[Problem]
The lines wanted run from the first one below through the one with "time in seconds.". Return them exactly.

=== Begin Enclosure ===

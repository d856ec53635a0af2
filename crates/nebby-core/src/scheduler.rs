//! Frame scheduling: clocks, cancellation and the frame loop.

use std::cell::Cell;
use std::sync::Arc;
use std::sync::atomic::{AtomicBool, Ordering};
use std::thread;
use std::time::{Duration, Instant};

use chrono::Utc;

/// Source of simulation time and frame pacing.
pub trait Clock {
    /// Current simulation time in seconds.
    fn now(&self) -> f64;

    /// Real time elapsed since the clock was created, used for pacing.
    fn elapsed(&self) -> Duration;

    /// Block the frame loop for `duration`.
    fn sleep(&self, duration: Duration) {
        thread::sleep(duration);
    }
}

/// Wall clock anchored at creation and advanced by a monotonic timer.
#[derive(Debug, Clone)]
pub struct SystemClock {
    /// Unix time in seconds when the clock was created.
    anchor_secs: f64,
    /// Monotonic start instant.
    started: Instant,
    /// Simulation speed relative to real time.
    speed: f64,
}

impl SystemClock {
    pub fn new(speed: f64) -> Self {
        let anchor = Utc::now();
        Self {
            anchor_secs: anchor.timestamp_millis() as f64 / 1000.0,
            started: Instant::now(),
            speed,
        }
    }
}

impl Default for SystemClock {
    fn default() -> Self {
        Self::new(1.0)
    }
}

impl Clock for SystemClock {
    fn now(&self) -> f64 {
        self.anchor_secs + self.started.elapsed().as_secs_f64() * self.speed
    }

    fn elapsed(&self) -> Duration {
        self.started.elapsed()
    }
}

/// Virtual clock that only moves when told to. Sleeping advances it.
#[derive(Debug, Default)]
pub struct ManualClock {
    origin_secs: f64,
    elapsed: Cell<Duration>,
}

impl ManualClock {
    pub fn new(origin_secs: f64) -> Self {
        Self {
            origin_secs,
            elapsed: Cell::new(Duration::ZERO),
        }
    }

    /// Move the clock forward without sleeping.
    pub fn advance(&self, duration: Duration) {
        self.elapsed.set(self.elapsed.get() + duration);
    }
}

impl Clock for ManualClock {
    fn now(&self) -> f64 {
        self.origin_secs + self.elapsed.get().as_secs_f64()
    }

    fn elapsed(&self) -> Duration {
        self.elapsed.get()
    }

    fn sleep(&self, duration: Duration) {
        self.advance(duration);
    }
}

/// Shared stop signal for the frame loop.
#[derive(Debug, Clone, Default)]
pub struct CancellationToken {
    cancelled: Arc<AtomicBool>,
}

impl CancellationToken {
    pub fn new() -> Self {
        Self::default()
    }

    pub fn cancel(&self) {
        self.cancelled.store(true, Ordering::Release);
    }

    pub fn is_cancelled(&self) -> bool {
        self.cancelled.load(Ordering::Acquire)
    }
}

/// Summary of a finished frame loop.
#[derive(Debug, Clone, Copy, Default, PartialEq, Eq)]
pub struct SchedulerReport {
    /// Frames executed.
    pub frames: u64,
    /// Frames that finished after their deadline.
    pub overruns: u64,
}

/// Runs frames back to back at a fixed target rate until cancelled.
#[derive(Debug)]
pub struct FrameScheduler<C: Clock> {
    clock: C,
    token: CancellationToken,
    interval: Duration,
}

impl<C: Clock> FrameScheduler<C> {
    /// Create a scheduler targeting `target_fps` frames per second.
    pub fn new(clock: C, token: CancellationToken, target_fps: u32) -> Self {
        Self {
            clock,
            token,
            interval: Duration::from_secs(1) / target_fps.max(1),
        }
    }

    pub fn clock(&self) -> &C {
        &self.clock
    }

    pub fn interval(&self) -> Duration {
        self.interval
    }

    /// Run the frame loop.
    ///
    /// `frame` receives the clock reading for the frame. The loop stops when
    /// the token is cancelled or `frame` returns an error. A late frame moves
    /// the schedule forward instead of queuing catch-up frames.
    pub fn run<E, F>(&self, mut frame: F) -> Result<SchedulerReport, E>
    where
        F: FnMut(f64) -> Result<(), E>,
    {
        let mut report = SchedulerReport::default();
        let mut deadline = self.clock.elapsed();
        tracing::debug!(interval = ?self.interval, "frame loop started");

        while !self.token.is_cancelled() {
            frame(self.clock.now())?;
            report.frames += 1;

            if self.token.is_cancelled() {
                break;
            }

            deadline += self.interval;
            let elapsed = self.clock.elapsed();
            if let Some(remaining) = deadline.checked_sub(elapsed)
                && !remaining.is_zero()
            {
                self.clock.sleep(remaining);
            } else {
                report.overruns += 1;
                deadline = elapsed;
            }
        }

        tracing::debug!(
            frames = report.frames,
            overruns = report.overruns,
            "frame loop stopped"
        );
        Ok(report)
    }
}

#[cfg(test)]
mod tests {
    use super::*;

    #[test]
    fn test_cancelled_before_start_runs_nothing() {
        let token = CancellationToken::new();
        token.cancel();
        let scheduler = FrameScheduler::new(ManualClock::new(0.0), token, 30);
        let report = scheduler
            .run(|_| -> Result<(), ()> { panic!("frame should not run") })
            .unwrap();
        assert_eq!(report.frames, 0);
    }

    #[test]
    fn test_runs_until_cancelled() {
        let token = CancellationToken::new();
        let scheduler = FrameScheduler::new(ManualClock::new(0.0), token.clone(), 10);
        let mut seen = Vec::new();
        let report = scheduler
            .run(|now| -> Result<(), ()> {
                seen.push(now);
                if seen.len() == 5 {
                    token.cancel();
                }
                Ok(())
            })
            .unwrap();
        assert_eq!(report.frames, 5);
        assert_eq!(report.overruns, 0);
        // 10 fps on a virtual clock: one frame every 100ms
        let expected: Vec<f64> = (0..5).map(|i| i as f64 * 0.1).collect();
        for (a, b) in seen.iter().zip(&expected) {
            assert!((a - b).abs() < 1e-9, "{a} != {b}");
        }
    }

    #[test]
    fn test_frames_are_strictly_increasing_in_time() {
        let token = CancellationToken::new();
        let scheduler = FrameScheduler::new(ManualClock::new(1_000.0), token.clone(), 60);
        let mut last = f64::NEG_INFINITY;
        let mut count = 0;
        scheduler
            .run(|now| -> Result<(), ()> {
                assert!(now > last);
                last = now;
                count += 1;
                if count == 20 {
                    token.cancel();
                }
                Ok(())
            })
            .unwrap();
    }

    #[test]
    fn test_error_stops_loop() {
        let scheduler = FrameScheduler::new(ManualClock::new(0.0), CancellationToken::new(), 30);
        let mut calls = 0;
        let result = scheduler.run(|_| {
            calls += 1;
            if calls == 3 { Err("surface lost") } else { Ok(()) }
        });
        assert_eq!(result, Err("surface lost"));
        assert_eq!(calls, 3);
    }

    #[test]
    fn test_overrun_reanchors_schedule() {
        let token = CancellationToken::new();
        let scheduler = FrameScheduler::new(ManualClock::new(0.0), token.clone(), 10);
        let mut times = Vec::new();
        let report = scheduler
            .run(|now| -> Result<(), ()> {
                times.push(now);
                if times.len() == 1 {
                    // first frame takes 350ms, three intervals and a half
                    scheduler.clock().advance(Duration::from_millis(350));
                }
                if times.len() == 3 {
                    token.cancel();
                }
                Ok(())
            })
            .unwrap();
        assert_eq!(report.frames, 3);
        assert_eq!(report.overruns, 1);
        // no burst of catch-up frames: the second frame starts right away,
        // the third one interval later
        assert!((times[1] - 0.35).abs() < 1e-9);
        assert!((times[2] - 0.45).abs() < 1e-9);
    }

    #[test]
    fn test_interval_from_fps() {
        let scheduler = FrameScheduler::new(ManualClock::default(), CancellationToken::new(), 0);
        assert_eq!(scheduler.interval(), Duration::from_secs(1));
        let scheduler = FrameScheduler::new(ManualClock::default(), CancellationToken::new(), 50);
        assert_eq!(scheduler.interval(), Duration::from_millis(20));
    }

    #[test]
    fn test_system_clock_scaled() {
        let clock = SystemClock::new(1000.0);
        let a = clock.now();
        clock.sleep(Duration::from_millis(5));
        let b = clock.now();
        assert!(b - a >= 5.0);
    }
}
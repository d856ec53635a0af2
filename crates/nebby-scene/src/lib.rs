//! Scene painting and terminal output for the nebby orbit scene.
//!
//! The painter draws a [`nebby_core::Snapshot`] onto any [`Surface`]. The
//! terminal backend is a [`PixelCanvas`] flushed as half-block cells, with
//! the HUD overlay rendered on top through ratatui widgets.

mod canvas;
mod color;
mod hud;
mod painter;
mod state;
mod surface;

#[cfg(test)]
mod recorder;

pub use canvas::PixelCanvas;
pub use color::{Rgba, pixel_to_color};
pub use hud::{hud_area, render_hud};
pub use painter::{draw_background, draw_comet, draw_orbit, render_scene};
pub use state::{SceneState, viewport_for_area};
pub use surface::{ColorStop, LineCap, Paint, Rect, Shadow, Stroke, Surface, stop};
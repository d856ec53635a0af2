//! Epoch cycle arithmetic: progress, epoch number and sector index.

/// Default epoch length (24 hours).
pub const DEFAULT_EPOCH_SECONDS: f64 = 24.0 * 60.0 * 60.0;

/// Default number of orbit sectors.
pub const DEFAULT_SECTORS: u32 = 90;

/// A repeating period split into equal sectors.
#[derive(Debug, Clone, Copy, PartialEq)]
pub struct Cycle {
    period_secs: f64,
    sectors: u32,
}

impl Default for Cycle {
    fn default() -> Self {
        Self::new(DEFAULT_EPOCH_SECONDS, DEFAULT_SECTORS)
    }
}

impl Cycle {
    /// Create a cycle. Non-positive periods fall back to the default and
    /// zero sectors become one.
    pub fn new(period_secs: f64, sectors: u32) -> Self {
        let period_secs = if period_secs.is_finite() && period_secs > 0.0 {
            period_secs
        } else {
            DEFAULT_EPOCH_SECONDS
        };
        Self {
            period_secs,
            sectors: sectors.max(1),
        }
    }

    pub fn period_secs(&self) -> f64 {
        self.period_secs
    }

    pub fn sectors(&self) -> u32 {
        self.sectors
    }

    /// Fraction of the current epoch elapsed at time `t`, always in `[0, 1)`.
    pub fn progress(&self, t: f64) -> f64 {
        let p = t.rem_euclid(self.period_secs) / self.period_secs;
        // rem_euclid may round up to the divisor itself
        if p >= 1.0 || p.is_nan() { 0.0 } else { p }
    }

    /// Number of whole periods elapsed since the time origin.
    pub fn epoch(&self, t: f64) -> i64 {
        (t / self.period_secs).floor() as i64
    }

    /// Zero-based sector index for a progress value, in `0..sectors`.
    pub fn sector(&self, progress: f64) -> u32 {
        let raw = (progress * self.sectors as f64).floor();
        if raw <= 0.0 {
            0
        } else {
            (raw as u32).min(self.sectors - 1)
        }
    }

    /// Overlay values for time `t`.
    pub fn readout(&self, t: f64) -> HudReadout {
        let progress = self.progress(t);
        HudReadout {
            epoch: self.epoch(t),
            sector: self.sector(progress),
            sectors: self.sectors,
            percent: (progress * 100.0).clamp(0.0, 100.0),
        }
    }
}

/// Values shown by the HUD for one frame.
#[derive(Debug, Clone, Copy, PartialEq)]
pub struct HudReadout {
    /// Whole epochs elapsed.
    pub epoch: i64,
    /// Zero-based sector index.
    pub sector: u32,
    /// Total sector count.
    pub sectors: u32,
    /// Progress through the epoch as a percentage in `[0, 100]`.
    pub percent: f64,
}

impl HudReadout {
    pub fn epoch_label(&self) -> String {
        self.epoch.to_string()
    }

    /// One-based sector label, e.g. `"46 / 90"`.
    pub fn sector_label(&self) -> String {
        format!("{} / {}", self.sector + 1, self.sectors)
    }

    /// Bar fill as a ratio in `[0, 1]`.
    pub fn fill_ratio(&self) -> f64 {
        (self.percent / 100.0).clamp(0.0, 1.0)
    }
}
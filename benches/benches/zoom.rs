// Copyright 2025 the Understory Authors
// SPDX-License-Identifier: Apache-2.0 OR MIT

use criterion::{BatchSize, Criterion, black_box, criterion_group, criterion_main};
use kurbo::{Point, Size, Vec2};
use understory_zoom::{ZoomConfig, ZoomController, ZoomGesture};

#[derive(Clone)]
struct Lcg(u64);

impl Lcg {
    fn new(seed: u64) -> Self {
        Self(seed)
    }

    fn next_f64(&mut self) -> f64 {
        // Numerical Recipes LCG parameters.
        self.0 = self.0.wrapping_mul(6364136223846793005).wrapping_add(1);
        (self.0 >> 11) as f64 / (1_u64 << 53) as f64
    }
}

fn gesture_stream(len: usize, seed: u64) -> Vec<ZoomGesture> {
    let mut rng = Lcg::new(seed);
    (0..len)
        .map(|i| match i % 8 {
            0 => ZoomGesture::PinchBegin {
                focus: Point::new(rng.next_f64() * 1080.0, rng.next_f64() * 1920.0),
            },
            1..=3 => ZoomGesture::PinchUpdate {
                factor: 0.8 + rng.next_f64() * 0.4,
            },
            4 => ZoomGesture::PinchEnd,
            5 => ZoomGesture::DoubleTap {
                at: Point::new(rng.next_f64() * 1080.0, rng.next_f64() * 1920.0),
            },
            _ => ZoomGesture::Drag {
                distance: Vec2::new(rng.next_f64() * 40.0 - 20.0, rng.next_f64() * 40.0 - 20.0),
            },
        })
        .collect()
}

fn attached() -> ZoomController {
    let mut zc = ZoomController::new(ZoomConfig::default());
    zc.on_layout(Size::new(1080.0, 1920.0), Size::new(4000.0, 3000.0))
        .unwrap();
    zc
}

fn bench_gesture_stream(c: &mut Criterion) {
    let gestures = gesture_stream(4_096, 7);
    c.bench_function("zoom/gesture_stream_4096", |b| {
        b.iter_batched(
            attached,
            |mut zc| {
                let mut now = 0_u64;
                for gesture in &gestures {
                    now += 16;
                    zc.handle(*gesture, now);
                    zc.on_animation_frame(now);
                }
                black_box(zc.current_transform());
            },
            BatchSize::SmallInput,
        );
    });
}

fn bench_render_transform(c: &mut Criterion) {
    let mut zc = attached();
    zc.set_animated_scale(0.5);
    c.bench_function("zoom/render_transform_affine", |b| {
        b.iter(|| {
            let frame = zc.render_transform().unwrap().unwrap();
            black_box(frame.to_affine());
        });
    });
}

criterion_group!(benches, bench_gesture_stream, bench_render_transform);
criterion_main!(benches);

=== End Enclosure ===

[Final answer]
repository d856ec53635a0af2
filename crates/nebby-core/src/scheduler.rs
//! Frame scheduling: clocks, cancellation and the frame loop.

use std::cell::Cell;
use std::sync::Arc;
use std::sync::atomic::{AtomicBool, Ordering};
use std::thread;
use std::time::{Duration, Instant};

use chrono::Utc;

/// Source of simulation time and frame pacing.
pub trait Clock {
    /// Current simulation time in seconds.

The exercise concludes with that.